Situation: You are heads up in a tournament. Your opponent has just moved all-in. Do you call?
Assumptions:
(1) You know what your opponent holds (so you know your probability of winning the hand).
(2) Your probability of winning the tournament at any time is the fraction of total chips you have in your stack.
(3) You win more for first place than for second place.
Definitions: Let
fw = fraction of chips you have if you win the hand
fl = fraction of chips you have if you lose the hand
ff = fraction of chips you have if you fold the hand
p = probability of winning the hand
W = $ for 1st place
L = $ for 2nd place
calculation:
The idea is to calculate EV(call) - EV(fold). If this is greater than 0, then a call is warranted -- if it's less than 0, then fold.
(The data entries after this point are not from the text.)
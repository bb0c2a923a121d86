//! DataSink trait - Dispatcher output interface
//!
//! Defines the abstract interface for sinks receiving published frames.

use crate::{ContractError, PublishedFrame};

/// Data output trait
///
/// All sink implementations must implement this trait.
#[trait_variant::make(DataSink: Send)]
pub trait LocalDataSink {
    /// Sink name (used for logging/metrics)
    fn name(&self) -> &str;

    /// Write a published frame
    ///
    /// # Errors
    /// Returns write error (should include context)
    async fn write(&mut self, frame: &PublishedFrame) -> Result<(), ContractError>;

    /// Flush buffer (if any)
    async fn flush(&mut self) -> Result<(), ContractError>;

    /// Close sink
    async fn close(&mut self) -> Result<(), ContractError>;
}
EV = Sum of [(probability of hand outcome)*(sum of resulting probabilities of tournament outcome)]
EV(call) = p ( fw*W + (1-fw)*L) + (1-p) ( fl*W + (1-fl)*L)
= p*fw*(W-L) + (1-p)*fl*(W-L) + L
Similarly,
EV(fold) = ff(W-L) + L
So,
dEV = EV(call) - EV(fold)
dEV = (W-L)*[p*fw + (1 - p)*fl - ff]
Now, we are interested only in the sign of this expression -- if positive we call, if negative we fold. Since W-L is an overall positive factor, this becomes
dEV > 0 =>
p*fw + (1 - p)*fl > ff
Observation: The overall pay structure doesn't effect the decision at all, except by an overall scaling factor. Whether it is +EV to call is determined entirely by stack sizes and the probability of winning the hand.
Two cases:
(1) You're shortstacked (or more generally, you have fewer than 50% of the chips to start the hand). Then fl = 0, and you need only p > (ff / fw).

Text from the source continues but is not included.